Kebanyakan pelaku seks anak adalah orang Asia

Oleh Redaksi
Geplaatst masuk Berita dari Thailand, Fitur
Tags: ,
11 Oktober 2014

Mayoritas wisatawan seks anak di Asia Tenggara adalah orang Asia. Masyarakat Ekonomi Asean yang akan berlaku pada akhir tahun 2015 menimbulkan risiko besar bagi anak-anak karena pembatasan perbatasan akan dicabut. Myanmar muncul sebagai tujuan seks anak karena semakin mudah untuk dikunjungi.

Inilah tiga kesimpulan utama laporan 'Melindungi Masa Depan: Meningkatkan Respon terhadap Pelanggaran Seks Anak di Asia Tenggara' dari Kantor Regional PBB untuk Narkoba dan Kejahatan (UNODC), sebuah laporan yang belum dirilis, namun digunakan dalam pelatihan personel polisi.

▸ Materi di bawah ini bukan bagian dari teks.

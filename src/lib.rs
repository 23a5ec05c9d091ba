pub mod app;
pub mod error;
pub mod catalog;
pub mod models {
    pub mod document;
    pub mod search;
}
pub mod search {
    pub mod engine;
    pub mod languages;
    pub mod library;
    pub mod query;
    pub mod rank;
    pub mod suggest;
}
pub mod rendering {
    pub mod markdown;
}
pub mod db {
    pub mod models;
    #[cfg(feature = "ssr")]
    pub mod article_repository;
    #[cfg(feature = "ssr")]
    pub mod repository;
}
pub mod components {
    pub mod article_view;
    pub mod document_view;
    pub mod search_bar;
}

#[cfg(feature = "ssr")]
pub mod config;
#[cfg(feature = "ssr")]
pub mod demo_seeder;
#[cfg(feature = "ssr")]
pub mod state;
#[cfg(feature = "ssr")]
pub mod api {
    pub mod articles;
    pub mod catalog;
    pub mod errors;
    pub mod languages;
    pub mod routes;
    pub mod search;
}

#[cfg(feature = "hydrate")]
#[wasm_bindgen::prelude::wasm_bindgen]
pub fn hydrate() {
    console_error_panic_hook::set_once();
    leptos::mount::hydrate_body(app::App);
}
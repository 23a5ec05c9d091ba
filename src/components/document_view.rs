use leptos::prelude::*;

use crate::models::document::Document;

#[server]
pub async fn get_catalog_document(id: String) -> Result<Document, ServerFnError> {
    use crate::state::AppState;
    let state = leptos::prelude::use_context::<AppState>()
        .ok_or_else(|| ServerFnError::new("AppState not found in context"))?;

    state
        .catalog
        .find_document(&id)
        .cloned()
        .ok_or_else(|| ServerFnError::new(format!("Document '{}' not found", id)))
}

/// A registered library, presented the way `library:<id>` search shows it.
#[server]
pub async fn get_library_document(id: String) -> Result<Document, ServerFnError> {
    use crate::state::AppState;
    let state = leptos::prelude::use_context::<AppState>()
        .ok_or_else(|| ServerFnError::new("AppState not found in context"))?;

    state
        .catalog
        .find_library(&id)
        .map(crate::search::library::to_document)
        .ok_or_else(|| ServerFnError::new(format!("Library '{}' not found", id)))
}

#[component]
pub fn LibraryView(id: String) -> impl IntoView {
    let document = Resource::new(
        move || id.clone(),
        |id| async move { get_library_document(id).await },
    );

    view! {
        <Suspense fallback=|| view! { <p>"Loading..."</p> }>
            {move || document.get().map(|res| match res {
                Ok(doc) => view! { <DocumentBody doc=doc /> }.into_any(),
                Err(e) => view! { <p class="error">"Error: " {e.to_string()}</p> }.into_any(),
            })}
        </Suspense>
    }
}

#[component]
pub fn DocumentView(id: String) -> impl IntoView {
    let document = Resource::new(
        move || id.clone(),
        |id| async move { get_catalog_document(id).await },
    );

    view! {
        <Suspense fallback=|| view! { <p>"Loading..."</p> }>
            {move || document.get().map(|res| {
                match res {
                    Ok(doc) => view! { <DocumentBody doc=doc /> }.into_any(),
                    Err(e) => view! { <p class="error">"Error: " {e.to_string()}</p> }.into_any(),
                }
            })}
        </Suspense>
    }
}

#[component]
fn DocumentBody(doc: Document) -> impl IntoView {
    let Document {
        title,
        description,
        icon,
        color_class,
        categories,
        commands,
        examples,
        resources,
        ..
    } = doc;

    view! {
        <article class=format!("document {}", color_class)>
            <header>
                <span class="icon">{icon}</span>
                <h1>{title}</h1>
                <p class="description">{description}</p>
            </header>

            {categories.into_iter().map(|category| view! {
                <section class="category">
                    <h2>{category.name}</h2>
                    <CommandList commands=category.commands />
                </section>
            }).collect_view()}

            {(!commands.is_empty()).then(|| view! {
                <section class="category">
                    <h2>"Commands"</h2>
                    <CommandList commands=commands />
                </section>
            })}

            {(!examples.is_empty()).then(|| view! {
                <section class="examples">
                    <h2>"Examples"</h2>
                    {examples.into_iter().map(|example| view! {
                        <h3>{example.title}</h3>
                        <pre><code>{example.code}</code></pre>
                    }).collect_view()}
                </section>
            })}

            {(!resources.is_empty()).then(|| view! {
                <section class="resources">
                    <h2>"Resources"</h2>
                    <ul>
                        {resources.into_iter().map(|resource| view! {
                            <li>
                                <a href=resource.url target="_blank" rel="noopener noreferrer">{resource.title}</a>
                            </li>
                        }).collect_view()}
                    </ul>
                </section>
            })}
        </article>
    }
}

#[component]
fn CommandList(commands: Vec<crate::models::document::Command>) -> impl IntoView {
    view! {
        <dl class="commands">
            {commands.into_iter().map(|cmd| view! {
                <dt><code>{cmd.syntax}</code></dt>
                <dd>{cmd.description}</dd>
            }).collect_view()}
        </dl>
    }
}
//! The load-once, read-only catalog shared by every request.

pub mod loader;

use std::collections::HashSet;

use serde::{Deserialize, Serialize};

use crate::error::AppError;
use crate::models::document::{Document, Library, NamedCommand};

/// Immutable collection of documents, named commands, and registered libraries.
///
/// Built once at startup and shared behind an `Arc`; nothing mutates it afterwards.
#[derive(Debug, Clone, Default, Serialize, Deserialize)]
pub struct Catalog {
    #[serde(default)]
    pub documents: Vec<Document>,
    #[serde(default)]
    pub commands: Vec<NamedCommand>,
    #[serde(default)]
    pub libraries: Vec<Library>,
}

impl Catalog {
    /// Build a catalog, rejecting duplicate document or library ids.
    pub fn new(
        documents: Vec<Document>,
        commands: Vec<NamedCommand>,
        libraries: Vec<Library>,
    ) -> Result<Self, AppError> {
        let catalog = Self {
            documents,
            commands,
            libraries,
        };
        catalog.validate()?;
        Ok(catalog)
    }

    pub(crate) fn validate(&self) -> Result<(), AppError> {
        let mut seen = HashSet::new();
        for doc in &self.documents {
            if doc.id.trim().is_empty() {
                return Err(AppError::Catalog("Document with empty id".into()));
            }
            if !seen.insert(doc.id.as_str()) {
                return Err(AppError::Catalog(format!(
                    "Duplicate document id '{}'",
                    doc.id
                )));
            }
        }

        let mut seen = HashSet::new();
        for lib in &self.libraries {
            if !seen.insert(lib.id.as_str()) {
                return Err(AppError::Catalog(format!(
                    "Duplicate library id '{}'",
                    lib.id
                )));
            }
        }

        Ok(())
    }

    pub fn find_document(&self, id: &str) -> Option<&Document> {
        self.documents.iter().find(|d| d.id == id)
    }

    pub fn find_library(&self, id: &str) -> Option<&Library> {
        self.libraries.iter().find(|l| l.id == id)
    }
}
use leptos::prelude::*;

use crate::models::search::ScoredDocument;

#[server]
pub async fn search_catalog_fn(q: String) -> Result<Vec<ScoredDocument>, ServerFnError> {
    use crate::state::AppState;
    let state = use_context::<AppState>()
        .ok_or_else(|| ServerFnError::new("AppState not found in context"))?;
    Ok(crate::search::engine::search_catalog(&state.catalog, &q))
}

#[server]
pub async fn suggestions_fn(q: String) -> Result<Vec<String>, ServerFnError> {
    use crate::state::AppState;
    let state = use_context::<AppState>()
        .ok_or_else(|| ServerFnError::new("AppState not found in context"))?;
    Ok(crate::search::suggest::suggestions(&state.catalog, &q))
}

#[component]
pub fn SearchBar() -> impl IntoView {
    let (query, set_query) = signal(String::new());

    let search_results = Resource::new(
        move || query.get(),
        |q| async move {
            if q.trim().is_empty() {
                return Ok(Vec::new());
            }
            search_catalog_fn(q).await
        },
    );
    let suggestions = Resource::new(move || query.get(), |q| async move { suggestions_fn(q).await });

    view! {
        <div class="search-container">
            <input
                type="text"
                list="search-suggestions"
                placeholder="Search commands, or library:<id>..."
                on:input=move |ev| set_query.set(event_target_value(&ev))
                prop:value=query
            />
            <datalist id="search-suggestions">
                <Suspense>
                    {move || suggestions.get().and_then(Result::ok).map(|items| {
                        items.into_iter().map(|s| view! { <option value=s></option> }).collect_view()
                    })}
                </Suspense>
            </datalist>
            <div class="search-results">
                <Suspense fallback=|| view! { <p>"Searching..."</p> }>
                    {move || search_results.get().and_then(|res| {
                        match res {
                            Ok(docs) => {
                                if docs.is_empty() && !query.get().trim().is_empty() {
                                    Some(view! { <p>"No results found."</p> }.into_any())
                                } else if docs.is_empty() {
                                    None
                                } else {
                                    Some(view! {
                                        <ul>
                                            {docs.into_iter().map(|doc| {
                                                let href = doc.href();
                                                view! {
                                                    <li>
                                                        <a href=href>
                                                            <span class="icon">{doc.document.icon}</span>
                                                            {doc.document.title}
                                                        </a>
                                                        <span class="score">{doc.score}</span>
                                                    </li>
                                                }
                                            }).collect_view()}
                                        </ul>
                                    }.into_any())
                                }
                            }
                            Err(e) => {
                                Some(view! { <p class="error">"Search Error: " {e.to_string()}</p> }.into_any())
                            }
                        }
                    })}
                </Suspense>
            </div>
        </div>
    }
}
use leptos::prelude::*;

use crate::db::models::RenderedArticle;

#[server]
pub async fn get_article_html(slug: String) -> Result<RenderedArticle, ServerFnError> {
    use crate::api::articles::get_rendered_article;
    use crate::state::AppState;

    let state = leptos::prelude::use_context::<AppState>()
        .ok_or_else(|| ServerFnError::new("AppState not found in context"))?;

    get_rendered_article(state.article_repo.as_ref(), &slug)
        .await
        .map_err(|e| ServerFnError::new(e.to_string()))
}

#[component]
pub fn ArticleView(slug: String) -> impl IntoView {
    let article = Resource::new(
        move || slug.clone(),
        |s| async move { get_article_html(s).await },
    );

    view! {
        <Suspense fallback=|| view! { <p>"Loading..."</p> }>
            {move || article.get().map(|res| match res {
                Ok(rendered) => view! {
                    <article class="article">
                        <header>
                            <span class="kind">{rendered.article.kind.to_string()}</span>
                            <h1>{rendered.article.title}</h1>
                            <p class="summary">{rendered.article.summary}</p>
                            <ul class="tags">
                                {rendered.article.tags.into_iter().map(|tag| view! { <li>{tag}</li> }).collect_view()}
                            </ul>
                        </header>
                        <div class="article-body" inner_html=rendered.html></div>
                    </article>
                }.into_any(),
                Err(e) => view! { <p class="error">"Error: " {e.to_string()}</p> }.into_any(),
            })}
        </Suspense>
    }
}
use leptos::prelude::*;
use leptos_meta::{provide_meta_context, MetaTags, Stylesheet, Title};
use leptos_router::components::*;
use leptos_router::hooks::use_params_map;
use leptos_router::path;

use crate::models::document::DocumentSummary;

/// HTML document wrapping the app for server-side rendering.
pub fn shell(options: LeptosOptions) -> impl IntoView {
    view! {
        <!DOCTYPE html>
        <html lang="en">
            <head>
                <meta charset="utf-8"/>
                <meta name="viewport" content="width=device-width, initial-scale=1"/>
                <AutoReload options=options.clone()/>
                <HydrationScripts options/>
                <MetaTags/>
            </head>
            <body>
                <App/>
            </body>
        </html>
    }
}

/// Summaries of every catalog document, for the home page grid.
#[server]
pub async fn list_catalog() -> Result<Vec<DocumentSummary>, ServerFnError> {
    use crate::models::document::Document;
    use crate::state::AppState;

    let state = use_context::<AppState>()
        .ok_or_else(|| ServerFnError::new("AppState not found in context"))?;
    Ok(state.catalog.documents.iter().map(Document::summary).collect())
}

#[component]
pub fn App() -> impl IntoView {
    provide_meta_context();

    view! {
        <Stylesheet id="leptos" href="/pkg/libdev.css"/>
        <Title text="LibDev - Developer Reference"/>

        <Router>
            <nav class="top-nav">
                <a class="logo" href="/">"LibDev"</a>
                <crate::components::search_bar::SearchBar />
            </nav>
            <main>
                <Routes fallback=|| view! { "Page not found." }.into_view()>
                    <Route path=path!("/") view=HomePage/>
                    <Route path=path!("/docs/:id") view=DocumentPage/>
                    <Route path=path!("/libraries/:id") view=LibraryPage/>
                    <Route path=path!("/articles/:slug") view=ArticlePage/>
                </Routes>
            </main>
        </Router>
    }
}

#[component]
fn HomePage() -> impl IntoView {
    let summaries = Resource::new(|| (), |_| async move { list_catalog().await });

    view! {
        <h1>"LibDev"</h1>
        <p>"Commands, examples and libraries for the tools you use every day."</p>
        <Suspense fallback=|| view! { <p>"Loading catalog..."</p> }>
            {move || summaries.get().map(|res| match res {
                Ok(docs) => view! {
                    <div class="catalog-grid">
                        {docs.into_iter().map(|doc| view! {
                            <a class=format!("catalog-card {}", doc.color_class) href=format!("/docs/{}", doc.id)>
                                <span class="icon">{doc.icon}</span>
                                <h2>{doc.title}</h2>
                                <p>{doc.description}</p>
                                <span class="count">{format!("{} commands", doc.command_count)}</span>
                            </a>
                        }).collect_view()}
                    </div>
                }.into_any(),
                Err(e) => view! { <p class="error">"Error loading catalog: " {e.to_string()}</p> }.into_any(),
            })}
        </Suspense>
    }
}

#[component]
fn DocumentPage() -> impl IntoView {
    let params = use_params_map();
    let id = move || params.get().get("id").unwrap_or_default();

    view! {
        <crate::components::document_view::DocumentView id=id() />
    }
}

#[component]
fn LibraryPage() -> impl IntoView {
    let params = use_params_map();
    let id = move || params.get().get("id").unwrap_or_default();

    view! {
        <crate::components::document_view::LibraryView id=id() />
    }
}

#[component]
fn ArticlePage() -> impl IntoView {
    let params = use_params_map();
    let slug = move || params.get().get("slug").unwrap_or_default();

    view! {
        <crate::components::article_view::ArticleView slug=slug() />
    }
}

Menurut Jeremy Douglas, perwakilan regional, gambaran bahwa wisatawan seks anak adalah laki-laki Barat adalah tidak benar. Jumlah orang Asia yang melakukan hubungan seks anak lebih tinggi, menurut penelitian yang dilakukan dari tahun 2003 hingga 2013. Mayoritas adalah orang Jepang. Di Thailand, 30 persen kejahatan seks anak dilakukan oleh warga Inggris, diikuti oleh laki-laki dari Amerika Serikat dan Jerman.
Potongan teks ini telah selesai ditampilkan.